───── Dataset content
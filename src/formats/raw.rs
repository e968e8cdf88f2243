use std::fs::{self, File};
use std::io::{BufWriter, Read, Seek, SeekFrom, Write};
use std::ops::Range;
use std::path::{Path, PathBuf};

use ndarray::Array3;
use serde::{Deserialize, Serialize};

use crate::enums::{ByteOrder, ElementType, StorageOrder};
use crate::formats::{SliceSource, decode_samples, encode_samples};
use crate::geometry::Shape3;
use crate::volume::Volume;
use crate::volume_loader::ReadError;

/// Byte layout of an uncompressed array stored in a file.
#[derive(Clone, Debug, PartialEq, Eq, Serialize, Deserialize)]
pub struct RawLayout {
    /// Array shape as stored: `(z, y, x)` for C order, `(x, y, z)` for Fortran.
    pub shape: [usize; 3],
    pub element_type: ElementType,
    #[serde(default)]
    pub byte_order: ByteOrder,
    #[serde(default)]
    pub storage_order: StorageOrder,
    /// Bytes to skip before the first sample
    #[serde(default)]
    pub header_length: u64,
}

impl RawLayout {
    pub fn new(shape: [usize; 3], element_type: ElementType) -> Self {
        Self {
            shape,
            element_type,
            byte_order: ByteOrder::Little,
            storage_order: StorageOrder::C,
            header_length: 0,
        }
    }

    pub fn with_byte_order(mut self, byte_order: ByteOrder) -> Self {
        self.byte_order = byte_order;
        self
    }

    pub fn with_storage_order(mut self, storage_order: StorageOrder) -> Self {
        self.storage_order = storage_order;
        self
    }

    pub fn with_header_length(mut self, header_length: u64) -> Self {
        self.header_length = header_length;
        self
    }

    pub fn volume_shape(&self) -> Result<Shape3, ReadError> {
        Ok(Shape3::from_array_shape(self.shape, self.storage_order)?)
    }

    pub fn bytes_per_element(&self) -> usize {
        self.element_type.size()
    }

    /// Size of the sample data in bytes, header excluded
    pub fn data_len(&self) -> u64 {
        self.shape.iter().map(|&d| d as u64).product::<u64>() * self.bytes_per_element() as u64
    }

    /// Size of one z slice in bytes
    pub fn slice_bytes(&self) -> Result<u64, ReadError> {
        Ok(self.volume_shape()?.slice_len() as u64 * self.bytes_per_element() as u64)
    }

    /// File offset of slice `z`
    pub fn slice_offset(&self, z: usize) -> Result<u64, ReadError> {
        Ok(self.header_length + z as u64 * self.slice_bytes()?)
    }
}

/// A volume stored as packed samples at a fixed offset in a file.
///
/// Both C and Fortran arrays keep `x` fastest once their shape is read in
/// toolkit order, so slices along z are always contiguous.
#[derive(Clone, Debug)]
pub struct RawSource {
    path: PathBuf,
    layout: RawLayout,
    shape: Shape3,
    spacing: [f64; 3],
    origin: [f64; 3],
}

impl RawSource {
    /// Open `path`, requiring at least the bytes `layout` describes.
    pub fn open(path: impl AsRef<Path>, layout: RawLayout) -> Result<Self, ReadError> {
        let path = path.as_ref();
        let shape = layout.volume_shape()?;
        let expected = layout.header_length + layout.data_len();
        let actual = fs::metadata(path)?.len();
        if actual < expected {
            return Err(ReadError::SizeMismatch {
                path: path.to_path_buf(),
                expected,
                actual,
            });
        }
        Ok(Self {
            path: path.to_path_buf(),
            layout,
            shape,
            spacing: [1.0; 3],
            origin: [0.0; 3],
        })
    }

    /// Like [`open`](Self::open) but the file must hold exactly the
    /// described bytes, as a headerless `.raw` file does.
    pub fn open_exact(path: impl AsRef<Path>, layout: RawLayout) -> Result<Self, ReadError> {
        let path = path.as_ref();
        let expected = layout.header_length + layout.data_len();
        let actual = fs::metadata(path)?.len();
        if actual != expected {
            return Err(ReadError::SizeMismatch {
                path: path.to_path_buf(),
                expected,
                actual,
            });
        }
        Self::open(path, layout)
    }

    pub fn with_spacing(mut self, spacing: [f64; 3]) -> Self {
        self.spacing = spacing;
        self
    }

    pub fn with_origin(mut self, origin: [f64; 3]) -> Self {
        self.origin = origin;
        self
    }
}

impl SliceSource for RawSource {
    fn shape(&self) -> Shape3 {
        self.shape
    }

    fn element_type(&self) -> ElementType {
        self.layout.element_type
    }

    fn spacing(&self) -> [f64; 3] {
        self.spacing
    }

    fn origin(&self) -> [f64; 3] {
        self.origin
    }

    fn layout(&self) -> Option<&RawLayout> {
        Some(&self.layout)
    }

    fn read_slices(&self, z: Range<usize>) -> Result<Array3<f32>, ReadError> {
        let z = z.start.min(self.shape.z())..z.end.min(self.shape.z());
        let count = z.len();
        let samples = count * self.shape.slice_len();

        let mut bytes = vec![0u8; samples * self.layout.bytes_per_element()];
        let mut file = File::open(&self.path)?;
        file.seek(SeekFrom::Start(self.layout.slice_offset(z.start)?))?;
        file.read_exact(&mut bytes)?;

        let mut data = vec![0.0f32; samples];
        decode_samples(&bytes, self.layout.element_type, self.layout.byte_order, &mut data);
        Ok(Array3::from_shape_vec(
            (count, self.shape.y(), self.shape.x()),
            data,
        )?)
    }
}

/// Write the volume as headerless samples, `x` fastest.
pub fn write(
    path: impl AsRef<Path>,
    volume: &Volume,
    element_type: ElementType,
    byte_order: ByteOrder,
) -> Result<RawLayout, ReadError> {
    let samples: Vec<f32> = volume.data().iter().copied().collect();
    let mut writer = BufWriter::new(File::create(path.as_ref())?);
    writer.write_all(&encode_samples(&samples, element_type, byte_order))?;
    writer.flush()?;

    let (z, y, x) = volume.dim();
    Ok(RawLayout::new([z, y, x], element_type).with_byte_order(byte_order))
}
──────────
───── Dataset content
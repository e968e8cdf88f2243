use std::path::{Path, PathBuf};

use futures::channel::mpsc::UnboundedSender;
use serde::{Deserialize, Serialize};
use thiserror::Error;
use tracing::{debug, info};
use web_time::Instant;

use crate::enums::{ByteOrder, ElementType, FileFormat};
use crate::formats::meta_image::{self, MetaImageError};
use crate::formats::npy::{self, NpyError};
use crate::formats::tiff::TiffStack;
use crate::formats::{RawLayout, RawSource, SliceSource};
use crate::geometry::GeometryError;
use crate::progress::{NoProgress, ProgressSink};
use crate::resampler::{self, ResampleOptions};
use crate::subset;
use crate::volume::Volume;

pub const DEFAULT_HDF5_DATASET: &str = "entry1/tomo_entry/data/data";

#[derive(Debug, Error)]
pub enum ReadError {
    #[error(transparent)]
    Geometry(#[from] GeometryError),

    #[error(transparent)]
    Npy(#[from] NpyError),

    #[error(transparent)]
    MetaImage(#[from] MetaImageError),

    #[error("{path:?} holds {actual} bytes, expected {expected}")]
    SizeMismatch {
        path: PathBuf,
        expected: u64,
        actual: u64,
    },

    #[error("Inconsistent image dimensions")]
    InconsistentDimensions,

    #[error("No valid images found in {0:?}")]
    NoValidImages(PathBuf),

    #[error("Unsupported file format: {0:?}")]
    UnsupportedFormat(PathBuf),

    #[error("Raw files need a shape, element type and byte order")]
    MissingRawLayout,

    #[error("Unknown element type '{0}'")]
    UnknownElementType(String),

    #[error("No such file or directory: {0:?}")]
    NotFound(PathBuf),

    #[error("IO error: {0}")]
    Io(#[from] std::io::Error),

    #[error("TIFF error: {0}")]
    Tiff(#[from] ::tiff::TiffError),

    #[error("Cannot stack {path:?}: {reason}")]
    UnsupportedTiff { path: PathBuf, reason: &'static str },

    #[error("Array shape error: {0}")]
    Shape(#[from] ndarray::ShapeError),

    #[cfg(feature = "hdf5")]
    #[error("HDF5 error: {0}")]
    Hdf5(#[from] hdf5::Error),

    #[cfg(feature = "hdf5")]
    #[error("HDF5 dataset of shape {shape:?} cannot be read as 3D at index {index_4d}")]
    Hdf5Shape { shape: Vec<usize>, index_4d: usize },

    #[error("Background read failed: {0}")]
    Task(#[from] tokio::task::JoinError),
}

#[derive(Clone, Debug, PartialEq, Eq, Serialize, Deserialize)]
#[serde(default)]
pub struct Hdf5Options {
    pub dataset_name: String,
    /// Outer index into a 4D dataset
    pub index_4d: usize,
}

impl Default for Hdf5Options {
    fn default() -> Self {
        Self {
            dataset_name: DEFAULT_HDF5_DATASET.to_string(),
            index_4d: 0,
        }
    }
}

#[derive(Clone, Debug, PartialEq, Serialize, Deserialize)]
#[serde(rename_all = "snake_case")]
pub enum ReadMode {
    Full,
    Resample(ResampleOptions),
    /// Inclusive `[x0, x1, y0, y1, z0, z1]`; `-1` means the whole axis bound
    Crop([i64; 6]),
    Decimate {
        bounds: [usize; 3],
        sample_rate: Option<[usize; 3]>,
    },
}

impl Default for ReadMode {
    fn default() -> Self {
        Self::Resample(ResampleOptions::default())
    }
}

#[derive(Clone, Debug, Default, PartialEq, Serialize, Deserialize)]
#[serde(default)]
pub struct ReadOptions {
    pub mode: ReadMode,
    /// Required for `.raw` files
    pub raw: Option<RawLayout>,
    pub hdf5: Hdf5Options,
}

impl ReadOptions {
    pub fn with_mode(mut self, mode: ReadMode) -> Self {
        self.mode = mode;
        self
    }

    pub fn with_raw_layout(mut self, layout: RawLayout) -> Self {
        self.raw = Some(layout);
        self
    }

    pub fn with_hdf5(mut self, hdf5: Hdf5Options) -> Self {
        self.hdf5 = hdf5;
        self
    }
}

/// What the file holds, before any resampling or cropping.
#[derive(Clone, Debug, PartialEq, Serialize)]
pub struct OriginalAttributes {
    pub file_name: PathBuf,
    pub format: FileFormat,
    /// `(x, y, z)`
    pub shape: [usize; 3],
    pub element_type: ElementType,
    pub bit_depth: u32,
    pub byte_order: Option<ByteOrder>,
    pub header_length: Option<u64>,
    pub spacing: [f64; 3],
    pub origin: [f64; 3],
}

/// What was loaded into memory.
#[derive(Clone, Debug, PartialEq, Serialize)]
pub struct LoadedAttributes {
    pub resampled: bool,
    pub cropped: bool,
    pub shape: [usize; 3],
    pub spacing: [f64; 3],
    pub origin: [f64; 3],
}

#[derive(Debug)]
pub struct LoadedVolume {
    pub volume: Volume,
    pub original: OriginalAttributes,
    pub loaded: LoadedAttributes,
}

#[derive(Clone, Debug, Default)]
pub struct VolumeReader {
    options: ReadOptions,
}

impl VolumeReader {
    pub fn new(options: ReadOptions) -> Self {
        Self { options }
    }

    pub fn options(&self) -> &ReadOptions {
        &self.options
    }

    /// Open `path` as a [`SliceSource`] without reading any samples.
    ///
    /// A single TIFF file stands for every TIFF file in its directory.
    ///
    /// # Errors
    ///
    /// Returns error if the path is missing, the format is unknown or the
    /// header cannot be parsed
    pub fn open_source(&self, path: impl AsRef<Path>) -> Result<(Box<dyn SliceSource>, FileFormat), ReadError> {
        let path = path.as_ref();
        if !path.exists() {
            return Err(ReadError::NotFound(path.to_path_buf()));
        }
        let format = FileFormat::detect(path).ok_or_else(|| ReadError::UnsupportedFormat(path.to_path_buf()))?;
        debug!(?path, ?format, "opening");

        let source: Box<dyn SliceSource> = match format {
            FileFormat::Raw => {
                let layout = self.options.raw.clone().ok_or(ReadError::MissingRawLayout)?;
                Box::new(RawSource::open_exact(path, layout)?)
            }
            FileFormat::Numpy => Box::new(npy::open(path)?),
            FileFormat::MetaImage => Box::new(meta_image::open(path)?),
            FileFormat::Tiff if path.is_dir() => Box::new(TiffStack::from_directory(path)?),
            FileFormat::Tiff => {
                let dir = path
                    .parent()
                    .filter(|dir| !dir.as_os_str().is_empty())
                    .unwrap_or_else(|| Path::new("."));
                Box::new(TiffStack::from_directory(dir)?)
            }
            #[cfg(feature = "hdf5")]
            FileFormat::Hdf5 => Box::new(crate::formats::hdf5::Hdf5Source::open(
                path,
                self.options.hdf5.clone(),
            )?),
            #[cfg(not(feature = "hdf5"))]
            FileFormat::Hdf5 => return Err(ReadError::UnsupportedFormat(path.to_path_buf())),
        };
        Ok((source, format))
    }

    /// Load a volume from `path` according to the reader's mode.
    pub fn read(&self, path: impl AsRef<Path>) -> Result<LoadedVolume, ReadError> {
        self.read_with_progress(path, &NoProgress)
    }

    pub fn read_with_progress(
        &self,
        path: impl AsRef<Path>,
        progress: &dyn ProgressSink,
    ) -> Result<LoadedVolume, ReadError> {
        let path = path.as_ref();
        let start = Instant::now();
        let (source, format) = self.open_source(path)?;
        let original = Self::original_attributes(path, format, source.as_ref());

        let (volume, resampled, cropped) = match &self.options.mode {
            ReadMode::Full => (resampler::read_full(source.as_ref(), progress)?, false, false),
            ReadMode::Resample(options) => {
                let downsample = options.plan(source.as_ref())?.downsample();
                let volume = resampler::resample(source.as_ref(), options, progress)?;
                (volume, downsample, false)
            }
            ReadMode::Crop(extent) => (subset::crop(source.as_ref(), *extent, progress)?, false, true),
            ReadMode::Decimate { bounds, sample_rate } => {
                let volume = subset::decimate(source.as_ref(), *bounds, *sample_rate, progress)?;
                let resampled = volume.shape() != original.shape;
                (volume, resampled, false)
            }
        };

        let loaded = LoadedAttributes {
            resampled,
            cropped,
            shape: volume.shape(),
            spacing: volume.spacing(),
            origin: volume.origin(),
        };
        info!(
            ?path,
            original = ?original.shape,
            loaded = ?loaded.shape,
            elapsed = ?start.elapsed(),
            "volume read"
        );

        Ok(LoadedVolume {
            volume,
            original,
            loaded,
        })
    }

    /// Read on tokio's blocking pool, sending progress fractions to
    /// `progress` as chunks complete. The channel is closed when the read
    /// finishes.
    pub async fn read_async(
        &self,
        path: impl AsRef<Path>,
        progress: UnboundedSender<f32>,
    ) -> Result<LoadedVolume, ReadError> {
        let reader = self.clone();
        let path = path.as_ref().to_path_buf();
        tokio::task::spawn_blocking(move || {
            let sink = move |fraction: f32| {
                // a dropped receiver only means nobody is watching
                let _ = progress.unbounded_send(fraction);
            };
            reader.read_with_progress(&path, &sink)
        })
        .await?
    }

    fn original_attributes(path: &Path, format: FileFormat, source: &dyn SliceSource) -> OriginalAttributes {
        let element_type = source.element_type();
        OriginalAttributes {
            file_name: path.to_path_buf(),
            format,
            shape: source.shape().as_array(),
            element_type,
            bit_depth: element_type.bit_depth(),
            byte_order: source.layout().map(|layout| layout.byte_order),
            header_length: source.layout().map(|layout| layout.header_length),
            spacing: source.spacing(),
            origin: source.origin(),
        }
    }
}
──────────
**Exercise**
Some lines above contain the word "headerless". Copy each of them.

**Your solution**
    /// described bytes, as a headerless `.raw` file does.
/// Write the volume as headerless samples, `x` fastest.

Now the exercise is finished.